<<<<
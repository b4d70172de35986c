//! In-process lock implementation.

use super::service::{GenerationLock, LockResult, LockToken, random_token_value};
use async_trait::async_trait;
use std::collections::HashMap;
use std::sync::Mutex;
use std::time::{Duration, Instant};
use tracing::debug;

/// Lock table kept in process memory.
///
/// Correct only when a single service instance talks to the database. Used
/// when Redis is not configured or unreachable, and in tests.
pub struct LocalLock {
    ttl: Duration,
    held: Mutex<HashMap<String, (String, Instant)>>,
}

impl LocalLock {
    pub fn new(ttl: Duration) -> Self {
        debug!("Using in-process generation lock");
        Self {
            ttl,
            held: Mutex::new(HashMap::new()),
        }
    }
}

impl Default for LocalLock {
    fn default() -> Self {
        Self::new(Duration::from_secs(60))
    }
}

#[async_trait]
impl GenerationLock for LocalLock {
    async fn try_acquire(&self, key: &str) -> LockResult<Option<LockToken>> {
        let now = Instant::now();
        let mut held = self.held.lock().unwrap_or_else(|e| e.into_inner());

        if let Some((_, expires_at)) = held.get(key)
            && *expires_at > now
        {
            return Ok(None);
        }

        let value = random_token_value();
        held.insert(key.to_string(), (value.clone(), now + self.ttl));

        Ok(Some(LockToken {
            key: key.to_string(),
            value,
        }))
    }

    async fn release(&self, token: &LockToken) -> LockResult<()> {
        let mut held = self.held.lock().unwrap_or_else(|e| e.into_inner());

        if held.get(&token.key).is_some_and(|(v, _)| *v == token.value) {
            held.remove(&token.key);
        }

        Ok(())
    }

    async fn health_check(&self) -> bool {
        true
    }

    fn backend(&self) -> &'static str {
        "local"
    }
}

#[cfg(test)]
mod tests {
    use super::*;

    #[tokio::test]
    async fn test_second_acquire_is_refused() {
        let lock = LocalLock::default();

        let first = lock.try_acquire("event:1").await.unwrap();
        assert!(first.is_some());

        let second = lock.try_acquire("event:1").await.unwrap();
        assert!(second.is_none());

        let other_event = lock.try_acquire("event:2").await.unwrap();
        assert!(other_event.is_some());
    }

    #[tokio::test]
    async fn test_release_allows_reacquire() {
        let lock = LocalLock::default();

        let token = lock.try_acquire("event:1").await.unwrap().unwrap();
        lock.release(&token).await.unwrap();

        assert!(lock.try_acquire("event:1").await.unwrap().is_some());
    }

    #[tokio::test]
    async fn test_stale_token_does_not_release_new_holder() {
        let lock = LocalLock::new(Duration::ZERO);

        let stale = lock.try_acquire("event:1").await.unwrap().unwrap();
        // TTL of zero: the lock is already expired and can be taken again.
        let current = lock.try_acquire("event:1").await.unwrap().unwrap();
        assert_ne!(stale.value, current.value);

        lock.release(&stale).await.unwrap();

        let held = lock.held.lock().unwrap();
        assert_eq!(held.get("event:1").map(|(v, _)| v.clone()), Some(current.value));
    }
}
>>>>
<<<<
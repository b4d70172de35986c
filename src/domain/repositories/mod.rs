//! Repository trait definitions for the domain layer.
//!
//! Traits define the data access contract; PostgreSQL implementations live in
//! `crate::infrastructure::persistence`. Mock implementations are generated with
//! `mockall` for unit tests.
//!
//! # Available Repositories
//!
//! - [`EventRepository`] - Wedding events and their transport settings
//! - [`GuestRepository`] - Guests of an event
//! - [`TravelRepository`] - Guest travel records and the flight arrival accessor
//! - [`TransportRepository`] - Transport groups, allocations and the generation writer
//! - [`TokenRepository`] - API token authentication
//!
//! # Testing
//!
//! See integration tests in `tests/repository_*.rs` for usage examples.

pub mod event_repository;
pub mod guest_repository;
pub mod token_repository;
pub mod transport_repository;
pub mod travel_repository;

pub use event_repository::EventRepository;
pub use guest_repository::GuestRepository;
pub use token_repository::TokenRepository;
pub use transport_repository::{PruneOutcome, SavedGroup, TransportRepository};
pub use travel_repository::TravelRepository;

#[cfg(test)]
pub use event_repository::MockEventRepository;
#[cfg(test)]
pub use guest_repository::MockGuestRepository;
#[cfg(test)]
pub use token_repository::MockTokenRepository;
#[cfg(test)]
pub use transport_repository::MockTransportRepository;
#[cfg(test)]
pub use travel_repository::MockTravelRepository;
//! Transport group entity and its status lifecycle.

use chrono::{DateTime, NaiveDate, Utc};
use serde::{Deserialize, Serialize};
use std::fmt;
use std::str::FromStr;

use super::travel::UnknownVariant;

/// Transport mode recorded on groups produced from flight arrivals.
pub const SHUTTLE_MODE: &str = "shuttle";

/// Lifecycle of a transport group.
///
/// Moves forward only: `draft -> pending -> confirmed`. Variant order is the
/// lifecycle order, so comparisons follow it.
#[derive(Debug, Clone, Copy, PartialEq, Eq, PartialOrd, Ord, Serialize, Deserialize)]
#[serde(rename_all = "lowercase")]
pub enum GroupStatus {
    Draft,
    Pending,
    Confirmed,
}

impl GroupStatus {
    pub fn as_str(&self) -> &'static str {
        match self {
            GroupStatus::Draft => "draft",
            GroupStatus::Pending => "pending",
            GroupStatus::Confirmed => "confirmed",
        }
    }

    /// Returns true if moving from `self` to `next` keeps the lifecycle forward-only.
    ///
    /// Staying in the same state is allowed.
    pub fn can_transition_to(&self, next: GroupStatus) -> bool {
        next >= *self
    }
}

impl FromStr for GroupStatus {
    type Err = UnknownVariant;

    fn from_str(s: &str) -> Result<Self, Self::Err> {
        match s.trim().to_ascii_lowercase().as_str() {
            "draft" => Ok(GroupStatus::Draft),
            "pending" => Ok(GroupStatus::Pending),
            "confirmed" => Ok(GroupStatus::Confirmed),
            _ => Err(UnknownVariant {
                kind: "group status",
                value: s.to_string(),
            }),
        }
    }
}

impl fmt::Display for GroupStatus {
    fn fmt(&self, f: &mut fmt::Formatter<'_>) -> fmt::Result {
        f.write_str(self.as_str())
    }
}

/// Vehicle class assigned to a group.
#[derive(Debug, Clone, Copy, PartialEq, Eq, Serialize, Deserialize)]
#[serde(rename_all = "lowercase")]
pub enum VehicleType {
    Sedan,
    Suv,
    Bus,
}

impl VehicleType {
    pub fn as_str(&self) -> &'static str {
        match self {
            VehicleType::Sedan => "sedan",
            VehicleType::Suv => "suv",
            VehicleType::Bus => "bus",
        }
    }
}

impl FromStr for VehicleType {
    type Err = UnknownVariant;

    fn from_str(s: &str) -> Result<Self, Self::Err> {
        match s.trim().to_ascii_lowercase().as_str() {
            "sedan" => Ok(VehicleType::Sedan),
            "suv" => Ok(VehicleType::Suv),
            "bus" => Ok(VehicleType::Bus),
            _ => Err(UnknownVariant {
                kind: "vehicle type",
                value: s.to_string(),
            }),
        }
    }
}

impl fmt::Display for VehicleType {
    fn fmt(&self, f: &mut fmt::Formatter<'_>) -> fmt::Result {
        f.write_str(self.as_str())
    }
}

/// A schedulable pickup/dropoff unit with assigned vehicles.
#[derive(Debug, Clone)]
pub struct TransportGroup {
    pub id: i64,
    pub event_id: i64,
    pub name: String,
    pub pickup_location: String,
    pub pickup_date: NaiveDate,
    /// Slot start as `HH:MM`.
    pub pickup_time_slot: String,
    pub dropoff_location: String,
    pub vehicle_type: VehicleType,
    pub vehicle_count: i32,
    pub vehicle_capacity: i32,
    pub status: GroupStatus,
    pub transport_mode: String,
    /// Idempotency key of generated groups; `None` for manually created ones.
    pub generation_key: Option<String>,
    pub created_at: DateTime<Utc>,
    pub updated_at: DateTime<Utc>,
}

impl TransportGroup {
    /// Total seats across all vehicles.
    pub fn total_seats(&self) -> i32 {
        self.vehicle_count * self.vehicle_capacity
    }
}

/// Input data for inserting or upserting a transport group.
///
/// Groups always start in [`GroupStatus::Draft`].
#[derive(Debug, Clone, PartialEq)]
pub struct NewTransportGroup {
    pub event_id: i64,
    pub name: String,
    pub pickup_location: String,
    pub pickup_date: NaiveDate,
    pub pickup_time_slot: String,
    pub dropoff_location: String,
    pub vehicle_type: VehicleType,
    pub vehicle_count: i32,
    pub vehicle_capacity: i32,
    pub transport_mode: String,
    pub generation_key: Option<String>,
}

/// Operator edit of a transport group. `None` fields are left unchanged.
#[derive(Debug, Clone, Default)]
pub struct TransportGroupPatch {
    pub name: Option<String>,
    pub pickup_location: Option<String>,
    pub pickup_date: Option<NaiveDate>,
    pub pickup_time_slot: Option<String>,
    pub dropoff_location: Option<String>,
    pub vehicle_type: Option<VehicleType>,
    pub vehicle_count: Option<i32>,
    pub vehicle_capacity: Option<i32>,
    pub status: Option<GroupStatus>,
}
>>>>
<<<<
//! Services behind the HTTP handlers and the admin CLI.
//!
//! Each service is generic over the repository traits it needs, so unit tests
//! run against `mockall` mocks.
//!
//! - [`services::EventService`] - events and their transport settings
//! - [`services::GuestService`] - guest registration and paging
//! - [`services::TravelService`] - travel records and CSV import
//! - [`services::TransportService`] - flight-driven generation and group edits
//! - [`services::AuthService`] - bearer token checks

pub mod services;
>>>>
• What needs to be done: Your task is to copy each line of the listing that holds the word "true".

• Response to this task:
        true
    /// Returns true if moving from `self` to `next` keeps the lifecycle forward-only.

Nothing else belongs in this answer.